Well, it is “earnings season” where publicly-held companies report their financial performance for the recently concluded quarter. I love checking out news coverage of the releases to see where credit goes for successful performance and where blame goes for performance that fell short of expectations. Often, there is a supply chain reference in these articles.
Such was the case with recent earnings reports from giant toy makers, Mattel and Hasbro.
Last week, Mattel announced that its second quarter earnings doubled from the year-ago period on an increase in sales. Today, Hasbro announced a more modest earnings increase of around 10% despite a drop in revenue.
Both mentioned supply concerns, which could impact earnings in the near future.
An article on Market Watch indicated that Mattel’s executives feel that tight supply is an even bigger concern than weak demand from retailers who are keeping inventories lean. In China, Mattel’s big source of production, “shipping containers are in short supply, labor is tight, and freight is moving slower.” In addition, “input costs are expected to go up for the remainder of the year.”

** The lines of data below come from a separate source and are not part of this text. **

// region:    --- Imports
use crate::handlers;
use crate::store::DashboardStore;
use axum::{
    extract::DefaultBodyLimit,
    routing::{get, post, put},
    Router,
};
use std::sync::Arc;
use tower_http::cors::{Any, CorsLayer};

// endregion: --- Imports

/// 핸들러 공유 상태
#[derive(Clone)]
pub struct AppState {
    pub store: Arc<dyn DashboardStore>,
    pub admin_token: Option<Arc<str>>,
}

impl AppState {
    pub fn new(store: Arc<dyn DashboardStore>, admin_token: Option<String>) -> Self {
        Self {
            store,
            admin_token: admin_token.map(Arc::from),
        }
    }
}

/// `/api/*` 라우터 구성
pub fn router(state: AppState) -> Router {
    // 대시보드 페이지를 위한 cors 설정
    let cors = CorsLayer::new()
        .allow_origin(Any)
        .allow_methods(Any)
        .allow_headers(Any);

    Router::new()
        .route("/api/dashboard", get(handlers::handle_dashboard))
        .route("/api/forward-auctions", get(handlers::handle_forward_auctions))
        .route("/api/reverse-auctions", get(handlers::handle_reverse_auctions))
        .route("/api/buy-now", get(handlers::handle_buy_now))
        .route("/api/auctions", post(handlers::handle_create_auction))
        .route("/api/auctions/:id", get(handlers::handle_get_auction))
        .route(
            "/api/auctions/:id/approve",
            post(handlers::handle_approve_auction),
        )
        .route("/api/bids", get(handlers::handle_get_bids))
        .route("/api/all-winners", get(handlers::handle_all_winners))
        .route("/api/bidders", get(handlers::handle_bidders))
        .route("/api/sellers", get(handlers::handle_sellers))
        .route("/api/calendar", get(handlers::handle_calendar))
        .route(
            "/api/category",
            get(handlers::handle_get_categories).post(handlers::handle_create_category),
        )
        .route(
            "/api/category/:id",
            put(handlers::handle_update_category).delete(handlers::handle_delete_category),
        )
        .layer(cors)
        .layer(DefaultBodyLimit::max(1024 * 1024)) // taxonomy 트리 포함 1MB
        .with_state(state)
}
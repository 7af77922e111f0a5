use chrono::{DateTime, Utc};
use serde::{Deserialize, Serialize};
use uuid::Uuid;

// 입찰 모델 (`bids` 테이블)
#[derive(Debug, Clone, Serialize, Deserialize, sqlx::FromRow)]
pub struct Bid {
    pub id: i64,
    pub auction_id: i64,
    pub user_id: Uuid,
    pub amount: f64,
    pub created_at: DateTime<Utc>,
    pub location: Option<String>,
}
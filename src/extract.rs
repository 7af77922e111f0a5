//! `/api/*` 요청 추출기
//! axum 기본 추출기의 거부 응답(text/plain)을 `AdminError` 로 바꿔
//! 모든 실패가 `{success: false, error}` 형식으로 나가도록 한다.

use axum::extract::{FromRequest, FromRequestParts};

use crate::error::AdminError;

/// JSON 본문
#[derive(Debug, FromRequest)]
#[from_request(via(axum::Json), rejection(AdminError))]
pub struct ApiJson<T>(pub T);

/// 쿼리 스트링
#[derive(Debug, FromRequestParts)]
#[from_request(via(axum::extract::Query), rejection(AdminError))]
pub struct ApiQuery<T>(pub T);

/// 경로 파라미터
#[derive(Debug, FromRequestParts)]
#[from_request(via(axum::extract::Path), rejection(AdminError))]
pub struct ApiPath<T>(pub T);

Are Hasbro’s procurement strategies more effective?
While an article on Comcast Finance indicates that “toy makers are facing rising costs for commodities like oil and rising wages in China,” it goes on to note that “Hasbro said that it agreed with its vendors on costs for the next year, so higher costs for labor will show up mainly in 2011.”
What a great example of the fact that procurement is extremely strategic and a source of competitive advantage!
To Your Career,
Charles Dominick, SPSM
President & Chief Procurement Officer
Next Level Purchasing, Inc.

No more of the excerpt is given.